Nothing but a number is wanted here: the count of lines in the data holding the word "incoming".

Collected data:
——

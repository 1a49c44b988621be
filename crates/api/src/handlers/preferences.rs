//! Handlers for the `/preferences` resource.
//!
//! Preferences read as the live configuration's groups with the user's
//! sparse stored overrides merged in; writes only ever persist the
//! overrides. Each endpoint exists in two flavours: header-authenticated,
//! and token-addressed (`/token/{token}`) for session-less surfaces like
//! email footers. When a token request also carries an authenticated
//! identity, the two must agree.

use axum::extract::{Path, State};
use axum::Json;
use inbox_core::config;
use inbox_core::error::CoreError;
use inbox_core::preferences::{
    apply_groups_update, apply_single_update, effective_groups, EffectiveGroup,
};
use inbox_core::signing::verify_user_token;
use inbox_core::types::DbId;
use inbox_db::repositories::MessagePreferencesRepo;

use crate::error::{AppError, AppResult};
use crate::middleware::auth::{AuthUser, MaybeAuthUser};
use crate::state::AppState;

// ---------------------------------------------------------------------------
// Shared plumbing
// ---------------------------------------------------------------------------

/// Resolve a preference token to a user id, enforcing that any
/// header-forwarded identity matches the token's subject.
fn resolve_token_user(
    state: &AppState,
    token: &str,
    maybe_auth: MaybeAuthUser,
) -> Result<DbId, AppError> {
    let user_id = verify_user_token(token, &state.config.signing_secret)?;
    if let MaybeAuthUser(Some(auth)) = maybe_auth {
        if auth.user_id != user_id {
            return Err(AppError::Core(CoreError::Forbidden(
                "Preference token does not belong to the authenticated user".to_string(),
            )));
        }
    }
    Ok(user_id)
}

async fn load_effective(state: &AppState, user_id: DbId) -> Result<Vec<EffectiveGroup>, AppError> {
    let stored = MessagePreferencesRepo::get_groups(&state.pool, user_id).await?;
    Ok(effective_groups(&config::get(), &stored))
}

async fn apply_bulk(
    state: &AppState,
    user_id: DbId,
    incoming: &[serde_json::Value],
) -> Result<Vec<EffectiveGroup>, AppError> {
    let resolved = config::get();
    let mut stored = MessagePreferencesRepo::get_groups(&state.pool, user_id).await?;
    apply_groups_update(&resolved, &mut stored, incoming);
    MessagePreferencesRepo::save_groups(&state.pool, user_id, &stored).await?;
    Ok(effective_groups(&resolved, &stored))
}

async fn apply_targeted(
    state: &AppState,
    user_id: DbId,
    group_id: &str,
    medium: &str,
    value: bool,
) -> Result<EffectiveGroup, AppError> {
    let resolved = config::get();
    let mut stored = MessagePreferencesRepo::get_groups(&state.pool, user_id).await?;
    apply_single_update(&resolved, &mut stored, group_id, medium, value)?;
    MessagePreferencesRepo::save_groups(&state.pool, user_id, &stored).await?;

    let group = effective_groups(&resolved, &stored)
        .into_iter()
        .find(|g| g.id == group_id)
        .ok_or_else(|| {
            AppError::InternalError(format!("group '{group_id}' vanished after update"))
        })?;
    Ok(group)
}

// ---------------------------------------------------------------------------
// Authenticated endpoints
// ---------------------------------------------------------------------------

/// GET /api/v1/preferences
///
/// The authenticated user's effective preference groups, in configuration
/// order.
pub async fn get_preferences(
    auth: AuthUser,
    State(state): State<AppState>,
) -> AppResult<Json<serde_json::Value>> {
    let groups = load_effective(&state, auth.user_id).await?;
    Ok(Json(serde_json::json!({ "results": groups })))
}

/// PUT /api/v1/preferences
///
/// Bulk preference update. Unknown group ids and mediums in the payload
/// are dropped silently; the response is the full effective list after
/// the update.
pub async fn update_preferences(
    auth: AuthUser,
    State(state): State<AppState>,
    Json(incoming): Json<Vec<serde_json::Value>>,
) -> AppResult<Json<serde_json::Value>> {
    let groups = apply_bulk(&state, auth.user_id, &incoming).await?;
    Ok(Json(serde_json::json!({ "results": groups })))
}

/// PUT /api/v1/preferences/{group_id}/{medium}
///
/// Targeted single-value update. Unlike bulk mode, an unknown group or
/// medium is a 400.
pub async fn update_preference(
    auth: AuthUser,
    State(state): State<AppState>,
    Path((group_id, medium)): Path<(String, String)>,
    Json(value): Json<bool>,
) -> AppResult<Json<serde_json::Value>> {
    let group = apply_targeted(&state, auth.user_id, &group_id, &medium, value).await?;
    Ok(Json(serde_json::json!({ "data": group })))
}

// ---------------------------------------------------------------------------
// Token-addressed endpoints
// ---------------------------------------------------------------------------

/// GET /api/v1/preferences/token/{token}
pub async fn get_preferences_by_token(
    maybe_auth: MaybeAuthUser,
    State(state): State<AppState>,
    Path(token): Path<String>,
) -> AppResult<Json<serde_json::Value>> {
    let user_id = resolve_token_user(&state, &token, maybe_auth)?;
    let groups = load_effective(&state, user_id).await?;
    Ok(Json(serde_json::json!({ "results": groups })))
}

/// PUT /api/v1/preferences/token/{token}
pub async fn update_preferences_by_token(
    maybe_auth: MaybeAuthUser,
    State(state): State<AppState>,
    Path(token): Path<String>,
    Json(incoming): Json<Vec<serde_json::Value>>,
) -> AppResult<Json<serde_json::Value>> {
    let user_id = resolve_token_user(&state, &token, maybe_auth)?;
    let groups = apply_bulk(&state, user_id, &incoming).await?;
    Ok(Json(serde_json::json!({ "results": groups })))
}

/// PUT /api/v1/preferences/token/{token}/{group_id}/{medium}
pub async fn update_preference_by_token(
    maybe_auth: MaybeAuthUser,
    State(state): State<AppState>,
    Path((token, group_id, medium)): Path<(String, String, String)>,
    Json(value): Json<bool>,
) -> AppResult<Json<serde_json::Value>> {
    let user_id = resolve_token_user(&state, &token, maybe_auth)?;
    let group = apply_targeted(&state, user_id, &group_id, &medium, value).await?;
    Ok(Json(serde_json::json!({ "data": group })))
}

——

**Exercise output**
6